Material and methods
We prompted PLIP with strings "An HE image containing tumor associated stroma" and "An HE image containing high amount of lymphocytes" and used the cosine similarity between text embeddings and embeddings of non-overlapping patches to obtain likelihood maps for these features. Cosine similarity for lymphocytes was used as a surrogate for TIL density, assessed only in patches in which the tumor associated stroma likelihood exceeded a threshold (computed using the validation set) We used two datasets with slide-level TILs assessed by a pathologist.
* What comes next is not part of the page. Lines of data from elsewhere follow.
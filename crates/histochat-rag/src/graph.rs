//! Knowledge graph facts and the graph store abstraction.

use std::path::Path;

use async_trait::async_trait;
use serde::{Deserialize, Serialize};

use crate::error::RagError;

/// Facts bundled with the crate for offline runs.
const SAMPLE_FACTS_JSON: &str = include_str!("../data/sample_facts.json");

/// One `(subject)-[relation]->(object)` edge of the knowledge graph.
#[derive(Debug, Clone, PartialEq, Eq, Hash, Serialize, Deserialize)]
pub struct GraphFact {
    pub subject: String,
    pub relation: String,
    pub object: String,
}

impl GraphFact {
    pub fn new(
        subject: impl Into<String>,
        relation: impl Into<String>,
        object: impl Into<String>,
    ) -> Self {
        Self {
            subject: subject.into(),
            relation: relation.into(),
            object: object.into(),
        }
    }

    /// Render the fact as a plain sentence, e.g. `Shivaji born at Shivneri Fort`.
    pub fn sentence(&self) -> String {
        let relation = self.relation.replace('_', " ").to_lowercase();
        format!("{} {} {}", self.subject, relation, self.object)
    }

    /// Case-insensitive substring match against any part of the fact.
    /// `keyword` must already be lowercase.
    pub fn mentions(&self, keyword: &str) -> bool {
        self.subject.to_lowercase().contains(keyword)
            || self.object.to_lowercase().contains(keyword)
            || self.relation.to_lowercase().contains(keyword)
    }
}

/// Source of graph facts relevant to a set of keywords.
#[async_trait]
pub trait GraphStore: Send + Sync {
    /// Short backend name for logs.
    fn name(&self) -> &str;

    /// Return up to `limit` facts touching any of `keywords` (lowercase).
    async fn find_facts(&self, keywords: &[String], limit: usize)
        -> Result<Vec<GraphFact>, RagError>;
}

/// In-process graph store over a fixed list of facts.
#[derive(Debug, Clone, Default)]
pub struct InMemoryGraph {
    facts: Vec<GraphFact>,
}

impl InMemoryGraph {
    pub fn new(facts: Vec<GraphFact>) -> Self {
        Self { facts }
    }

    /// The facts bundled with the crate.
    pub fn sample() -> Result<Self, RagError> {
        Self::from_json(SAMPLE_FACTS_JSON)
    }

    /// Parse a JSON array of `{subject, relation, object}` records.
    pub fn from_json(json: &str) -> Result<Self, RagError> {
        let facts: Vec<GraphFact> = serde_json::from_str(json)
            .map_err(|e| RagError::Graph(format!("invalid facts JSON: {}", e)))?;
        Ok(Self::new(facts))
    }

    /// Load facts from a JSON file.
    pub fn from_json_file(path: &Path) -> Result<Self, RagError> {
        let content = std::fs::read_to_string(path)
            .map_err(|e| RagError::Graph(format!("failed to read {}: {}", path.display(), e)))?;
        Self::from_json(&content)
    }

    pub fn len(&self) -> usize {
        self.facts.len()
    }

    pub fn is_empty(&self) -> bool {
        self.facts.is_empty()
    }
}

#[async_trait]
impl GraphStore for InMemoryGraph {
    fn name(&self) -> &str {
        "in-memory"
    }

    async fn find_facts(
        &self,
        keywords: &[String],
        limit: usize,
    ) -> Result<Vec<GraphFact>, RagError> {
        let mut scored: Vec<(usize, &GraphFact)> = self
            .facts
            .iter()
            .map(|f| (keywords.iter().filter(|k| f.mentions(k)).count(), f))
            .filter(|(hits, _)| *hits > 0)
            .collect();
        // Stable sort keeps insertion order among equal hit counts.
        scored.sort_by(|a, b| b.0.cmp(&a.0));
        Ok(scored
            .into_iter()
            .take(limit)
            .map(|(_, f)| f.clone())
            .collect())
    }
}
//! Offline speech implementations for development and tests.
//!
//! The offline recognizer reads UTF-8 text payloads (`text/plain`) as the
//! spoken words, so the voice path can be exercised end to end without a
//! microphone. Real audio formats are rejected. The offline synthesizer
//! emits silent 16 kHz mono WAV audio whose length follows the text.

use async_trait::async_trait;
use tracing::debug;

use crate::error::VoiceError;
use crate::{check_upload, AudioFormat, SpeechToText, SynthesizedSpeech, TextToSpeech, Transcription};

const SAMPLE_RATE: u32 = 16_000;
/// Silence emitted per word of text.
const SAMPLES_PER_WORD: u32 = SAMPLE_RATE / 4;

#[derive(Debug, Clone)]
pub struct OfflineSpeechToText {
    language: String,
}

impl Default for OfflineSpeechToText {
    fn default() -> Self {
        Self::new("en")
    }
}

impl OfflineSpeechToText {
    pub fn new(language: impl Into<String>) -> Self {
        Self {
            language: language.into(),
        }
    }
}

#[async_trait]
impl SpeechToText for OfflineSpeechToText {
    fn name(&self) -> &str {
        "offline"
    }

    async fn transcribe(&self, audio: &[u8], mime: &str) -> Result<Transcription, VoiceError> {
        let extension = check_upload(audio, mime)?;
        if extension != "txt" {
            return Err(VoiceError::Transcription(format!(
                "offline recognizer only accepts text/plain payloads, got {}",
                mime
            )));
        }
        let text = std::str::from_utf8(audio)
            .map_err(|e| VoiceError::Transcription(format!("payload is not UTF-8: {}", e)))?
            .trim()
            .to_string();
        debug!(text_len = text.len(), "Offline transcription");
        Ok(Transcription {
            text,
            language: self.language.clone(),
        })
    }
}

#[derive(Debug, Clone, Default)]
pub struct OfflineTextToSpeech;

#[async_trait]
impl TextToSpeech for OfflineTextToSpeech {
    fn name(&self) -> &str {
        "offline"
    }

    async fn synthesize(&self, text: &str) -> Result<SynthesizedSpeech, VoiceError> {
        let words = text.split_whitespace().count() as u32;
        if words == 0 {
            return Err(VoiceError::Synthesis("cannot synthesize empty text".to_string()));
        }
        Ok(SynthesizedSpeech {
            bytes: silent_wav(words * SAMPLES_PER_WORD),
            format: AudioFormat::Wav,
        })
    }
}

/// A 16-bit PCM mono WAV file of `samples` zero samples.
fn silent_wav(samples: u32) -> Vec<u8> {
    let data_len = samples * 2;
    let mut wav = Vec::with_capacity(44 + data_len as usize);
    wav.extend_from_slice(b"RIFF");
    wav.extend_from_slice(&(36 + data_len).to_le_bytes());
    wav.extend_from_slice(b"WAVE");
    wav.extend_from_slice(b"fmt ");
    wav.extend_from_slice(&16u32.to_le_bytes());
    wav.extend_from_slice(&1u16.to_le_bytes()); // PCM
    wav.extend_from_slice(&1u16.to_le_bytes()); // mono
    wav.extend_from_slice(&SAMPLE_RATE.to_le_bytes());
    wav.extend_from_slice(&(SAMPLE_RATE * 2).to_le_bytes());
    wav.extend_from_slice(&2u16.to_le_bytes());
    wav.extend_from_slice(&16u16.to_le_bytes());
    wav.extend_from_slice(b"data");
    wav.extend_from_slice(&data_len.to_le_bytes());
    wav.resize(44 + data_len as usize, 0);
    wav
}

#[cfg(test)]
mod tests {
    use super::*;

    #[tokio::test]
    async fn test_offline_stt_reads_text_payload() {
        let stt = OfflineSpeechToText::default();
        let result = stt.transcribe(b"  hello  ", "text/plain; charset=utf-8").await.unwrap();
        assert_eq!(result.text, "hello");
        assert_eq!(result.language, "en");
    }

    #[tokio::test]
    async fn test_offline_stt_rejects_real_audio() {
        let stt = OfflineSpeechToText::default();
        let err = stt.transcribe(b"RIFF....", "audio/wav").await.unwrap_err();
        assert!(matches!(err, VoiceError::Transcription(_)));
        let err = stt.transcribe(&[0xff, 0xfe], "text/plain").await.unwrap_err();
        assert!(err.to_string().contains("UTF-8"));
    }

    #[tokio::test]
    async fn test_offline_tts_produces_wav() {
        let speech = OfflineTextToSpeech.synthesize("hi there").await.unwrap();
        assert_eq!(speech.format, AudioFormat::Wav);
        assert_eq!(&speech.bytes[..4], b"RIFF");
        assert_eq!(&speech.bytes[8..12], b"WAVE");
        assert_eq!(speech.bytes.len(), 44 + 2 * 2 * SAMPLES_PER_WORD as usize);
    }

    #[tokio::test]
    async fn test_offline_tts_rejects_empty_text() {
        assert!(OfflineTextToSpeech.synthesize(" \n ").await.is_err());
    }

    #[test]
    fn test_silent_wav_header_sizes() {
        let wav = silent_wav(10);
        assert_eq!(wav.len(), 64);
        assert_eq!(u32::from_le_bytes([wav[4], wav[5], wav[6], wav[7]]), 56);
        assert_eq!(u32::from_le_bytes([wav[40], wav[41], wav[42], wav[43]]), 20);
    }
}
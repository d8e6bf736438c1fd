//! histochat application binary - composition root.
//!
//! 1. Load the environment file and configuration
//! 2. Export the tracing variables and start logging
//! 3. Build the graph, embedding, model and speech collaborators
//! 4. Start the expiry sweep and the axum API server

mod cli;
mod wiring;

use std::sync::Arc;

use clap::Parser;
use histochat_api::{start_server, AppState};
use histochat_chat::ChatController;
use histochat_core::env::{apply_tracing_env, load_dotenv};
use histochat_core::HistochatConfig;

use cli::CliArgs;

/// Interval between sweeps of idle sessions and expired audio files.
const PURGE_INTERVAL_SECS: u64 = 60;

async fn purge_loop(controller: Arc<ChatController>) {
    let mut interval =
        tokio::time::interval(tokio::time::Duration::from_secs(PURGE_INTERVAL_SECS));
    loop {
        interval.tick().await;
        match controller.purge_expired().await {
            Ok((0, 0)) => {}
            Ok((sessions, audio)) => {
                tracing::debug!(sessions, audio, "Purged expired sessions and audio")
            }
            Err(e) => tracing::warn!(error = %e, "Expiry sweep failed"),
        }
    }
}

fn init_tracing(default_level: &str) {
    tracing_subscriber::fmt()
        .with_env_filter(
            tracing_subscriber::EnvFilter::try_from_default_env()
                .unwrap_or_else(|_| tracing_subscriber::EnvFilter::new(default_level)),
        )
        .init();
}

#[tokio::main]
async fn main() -> Result<(), Box<dyn std::error::Error>> {
    let args = CliArgs::parse();

    // Environment and config load before the subscriber exists; their
    // outcome is logged once it does.
    let env_file = load_dotenv(args.env_file.as_deref());
    let config_path = args.resolve_config_path();
    let loaded = if config_path.exists() {
        Some(HistochatConfig::load(&config_path))
    } else {
        None
    };

    let mut config = match loaded {
        Some(Ok(config)) => config,
        Some(Err(e)) => {
            init_tracing("info");
            tracing::error!(path = %config_path.display(), error = %e, "Invalid configuration");
            return Err(e.into());
        }
        None => HistochatConfig::default(),
    };

    init_tracing(&args.resolve_log_level(&config.server.log_level));
    tracing::info!("Starting histochat v{}", env!("CARGO_PKG_VERSION"));

    match env_file {
        Ok(Some(path)) => tracing::info!(path = %path.display(), "Environment file loaded"),
        Ok(None) => tracing::debug!("No environment file"),
        Err(e) => {
            tracing::error!(error = %e, "Failed to load environment file");
            return Err(e.into());
        }
    }
    if config_path.exists() {
        tracing::info!(path = %config_path.display(), "Configuration loaded");
    } else {
        tracing::info!(path = %config_path.display(), "No configuration file; using defaults");
    }

    config.server.port = args.resolve_port(config.server.port);
    config.server.host = args.resolve_host(&config.server.host);
    if args.offline {
        config.force_offline();
        tracing::info!("Offline mode: using in-process collaborators");
    }
    config.validate()?;

    apply_tracing_env(&config.tracing)?;

    let controller = wiring::build_controller(&config).await?;
    let state = AppState::new(config, controller);

    tokio::spawn(purge_loop(Arc::clone(&state.controller)));

    start_server(state).await?;
    Ok(())
}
We optimized using 82 biopsies and resections from the WSITILS training subset of the TIGERchallenge, and evaluated on 56 external biopsies from the Verona hospital. Also, a comparison was performed with the TIGER submission scoring highest on segmentation and detection.
Results and discussion
Our approach yielded TILs scores with a Pearson correlation of 0.57 compared to the pathologists' assessment on external biopsies, on which the tiger algorithm achieved a Pearson correlation of 0.74.
Conclusion
While our approach showed a lower Pearson correlation than the tiger algorithm, which was specifically tuned for this problem, we demonstrated a viable strategy that circumvents the need for extensive data, annotations, and training specific deep-learning models for individual tasks.